Here’s the problem - as far as I know, Storj requires uptime comparable to a datacenter (I have not seen the new uptime requirements, so I assume the 5 hours/month). Similar to a datacenter, I have some spare hardware and could replace a failed server or switch with something that would work, even though it would not have the same performance. However, unlike a datacenter, I do not have employees who can do that very quickly at any time. I may be asleep. I may be on vacation or anywhere else where I would not be able to get to my system so fast that I could fix whatever the problem is without getting the 5 hours of downtime. Even if I have a spare server and only need to move the drives to it.

So, I should design the system to be able to tolerate pretty much any failure in my absence. And not, I do not consider things like my house getting nuked, because then I really would not care about the node anymore.

Yes, you can run any software in HA without support of the software. Just use vmWare or similar and make the vm highly available. Awesome. Until the vm gets a kernel panic or similar.
Right now, if I want to use shared storage for my node, I can only use iSCSI, which, of course, makes it more difficult to have two VMs running (with the node active in one of them). I could use nfs or smb, but the database used does not work on that. Also, it is not possible to move the database to some other storage (even for performance reasons - to keep it on SSD). People have asked for that feature and were denied. At the same time it is not possible to have the db in a cluster.

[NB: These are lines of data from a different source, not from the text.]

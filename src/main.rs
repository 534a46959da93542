//! mantagw: object-storage gateway over a Manta-style directory store.
//!
//! Entry point that loads configuration, sets up logging and runs one
//! gateway command.

use clap::Parser;
use tracing_subscriber::{EnvFilter, fmt};

use mantagw_core::config::AppConfig;

mod commands;
mod output;

use commands::Cli;

#[tokio::main]
async fn main() {
    let cli = Cli::parse();

    let config = match AppConfig::load(&cli.config) {
        Ok(c) => c,
        Err(e) => {
            eprintln!("Failed to load configuration: {e}");
            std::process::exit(1);
        }
    };

    init_logging(&config);
    tracing::debug!(config_path = %cli.config, backend = %config.gateway.backend, "Configuration loaded");

    if let Err(e) = cli.execute(&config).await {
        tracing::error!(error = %e, "Command failed");
        output::print_error(&e.to_string());
        std::process::exit(1);
    }
}

/// Initialize tracing/logging
///
/// Logs go to stderr so `get` can stream object bytes to stdout.
fn init_logging(config: &AppConfig) {
    let filter =
        EnvFilter::try_from_default_env().unwrap_or_else(|_| EnvFilter::new(&config.logging.level));

    match config.logging.format.as_str() {
        "json" => {
            fmt()
                .json()
                .with_env_filter(filter)
                .with_target(true)
                .with_writer(std::io::stderr)
                .init();
        }
        _ => {
            fmt()
                .pretty()
                .with_env_filter(filter)
                .with_target(true)
                .with_writer(std::io::stderr)
                .init();
        }
    }
}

Not allowing backups is a similar issue. Anybody can make a stupid mistake and delete the wrong file etc. Backups help here, however, according to Storj:

  1. Why would a customer trust a node after it lost 10GB out of 10TB of data?
  2. If you lose 10GB out of 10TB, just kill and replace the node, the customers will trust you with their data then.
    So, essentially, losing 10TB of data (but giving the network $200 or so) is better than losing 10GB of data.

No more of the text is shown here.